### What you will do
Retype the listing that follows without a single change.

Records provided START

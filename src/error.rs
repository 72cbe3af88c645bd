// src/error.rs
// Error types for provider calls and chat request handling

use thiserror::Error;

use crate::llm::Provider;

/// Failure of a single call to an external generative capability.
///
/// Every call is attempted once; callers decide whether a failure is
/// terminal or moves them to another capability.
#[derive(Error, Debug)]
pub enum GatewayError {
    #[error("{provider} returned HTTP {status}")]
    Status {
        provider: Provider,
        status: u16,
        body: String,
    },

    #[error("{provider} request timed out")]
    Timeout { provider: Provider },

    #[error("{provider} request failed: {message}")]
    Transport { provider: Provider, message: String },

    #[error("{provider} response did not match the expected shape: {message}")]
    Decode { provider: Provider, message: String },

    #[error("{provider} returned an empty completion")]
    EmptyCompletion { provider: Provider },
}

impl GatewayError {
    /// Map a reqwest send/read failure, keeping timeouts distinguishable
    pub fn from_reqwest(provider: Provider, err: reqwest::Error) -> Self {
        if err.is_timeout() {
            GatewayError::Timeout { provider }
        } else {
            GatewayError::Transport {
                provider,
                message: err.to_string(),
            }
        }
    }

    pub fn provider(&self) -> Provider {
        match self {
            GatewayError::Status { provider, .. }
            | GatewayError::Timeout { provider }
            | GatewayError::Transport { provider, .. }
            | GatewayError::Decode { provider, .. }
            | GatewayError::EmptyCompletion { provider } => *provider,
        }
    }

    /// Short description without response bodies, safe to show to end users
    pub fn summary(&self) -> String {
        match self {
            GatewayError::Status { status, .. } => format!("HTTP {}", status),
            GatewayError::Timeout { .. } => "timed out".to_string(),
            GatewayError::Transport { .. } => "connection failed".to_string(),
            GatewayError::Decode { .. } => "unexpected response shape".to_string(),
            GatewayError::EmptyCompletion { .. } => "empty response".to_string(),
        }
    }
}

/// Errors surfaced by the chat-report pipeline
#[derive(Error, Debug)]
pub enum ChatError {
    /// A capability answered, but its text could not be parsed into the
    /// structure we asked for
    #[error("{0}")]
    UpstreamParse(String),

    #[error(transparent)]
    UpstreamCall(#[from] GatewayError),

    #[error("report rendering failed: {0}")]
    Render(String),

    #[error("internal error: {0}")]
    Internal(String),
}

impl ChatError {
    pub fn is_parse_error(&self) -> bool {
        matches!(self, ChatError::UpstreamParse(_))
    }
}

impl From<serde_json::Error> for ChatError {
    fn from(err: serde_json::Error) -> Self {
        ChatError::UpstreamParse(err.to_string())
    }
}

impl From<tokio::task::JoinError> for ChatError {
    fn from(err: tokio::task::JoinError) -> Self {
        ChatError::Internal(err.to_string())
    }
}

/// Convenience type alias for Result using ChatError
pub type Result<T> = std::result::Result<T, ChatError>;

Records provided END

### Output for this task
filename src/error.rs
repository 72cbe3af88c645bd
// src/error.rs
// Error types for provider calls and chat request handling

use thiserror::Error;

use crate::llm::Provider;

/// Failure of a single call to an external generative capability.
///
/// Every call is attempted once; callers decide whether a failure is
/// terminal or moves them to another capability.
#[derive(Error, Debug)]
pub enum GatewayError {
    #[error("{provider} returned HTTP {status}")]
    Status {
        provider: Provider,
        status: u16,
        body: String,
    },

    #[error("{provider} request timed out")]
    Timeout { provider: Provider },

    #[error("{provider} request failed: {message}")]
    Transport { provider: Provider, message: String },

    #[error("{provider} response did not match the expected shape: {message}")]
    Decode { provider: Provider, message: String },

    #[error("{provider} returned an empty completion")]
    EmptyCompletion { provider: Provider },
}

impl GatewayError {
    /// Map a reqwest send/read failure, keeping timeouts distinguishable
    pub fn from_reqwest(provider: Provider, err: reqwest::Error) -> Self {
        if err.is_timeout() {
            GatewayError::Timeout { provider }
        } else {
            GatewayError::Transport {
                provider,
                message: err.to_string(),
            }
        }
    }

    pub fn provider(&self) -> Provider {
        match self {
            GatewayError::Status { provider, .. }
            | GatewayError::Timeout { provider }
            | GatewayError::Transport { provider, .. }
            | GatewayError::Decode { provider, .. }
            | GatewayError::EmptyCompletion { provider } => *provider,
        }
    }

    /// Short description without response bodies, safe to show to end users
    pub fn summary(&self) -> String {
        match self {
            GatewayError::Status { status, .. } => format!("HTTP {}", status),
            GatewayError::Timeout { .. } => "timed out".to_string(),
            GatewayError::Transport { .. } => "connection failed".to_string(),
            GatewayError::Decode { .. } => "unexpected response shape".to_string(),
            GatewayError::EmptyCompletion { .. } => "empty response".to_string(),
        }
    }
}

/// Errors surfaced by the chat-report pipeline
#[derive(Error, Debug)]
pub enum ChatError {
    /// A capability answered, but its text could not be parsed into the
    /// structure we asked for
    #[error("{0}")]
    UpstreamParse(String),

    #[error(transparent)]
    UpstreamCall(#[from] GatewayError),

    #[error("report rendering failed: {0}")]
    Render(String),

    #[error("internal error: {0}")]
    Internal(String),
}

impl ChatError {
    pub fn is_parse_error(&self) -> bool {
        matches!(self, ChatError::UpstreamParse(_))
    }
}

impl From<serde_json::Error> for ChatError {
    fn from(err: serde_json::Error) -> Self {
        ChatError::UpstreamParse(err.to_string())
    }
}

impl From<tokio::task::JoinError> for ChatError {
    fn from(err: tokio::task::JoinError) -> Self {
        ChatError::Internal(err.to_string())
    }
}

/// Convenience type alias for Result using ChatError
pub type Result<T> = std::result::Result<T, ChatError>;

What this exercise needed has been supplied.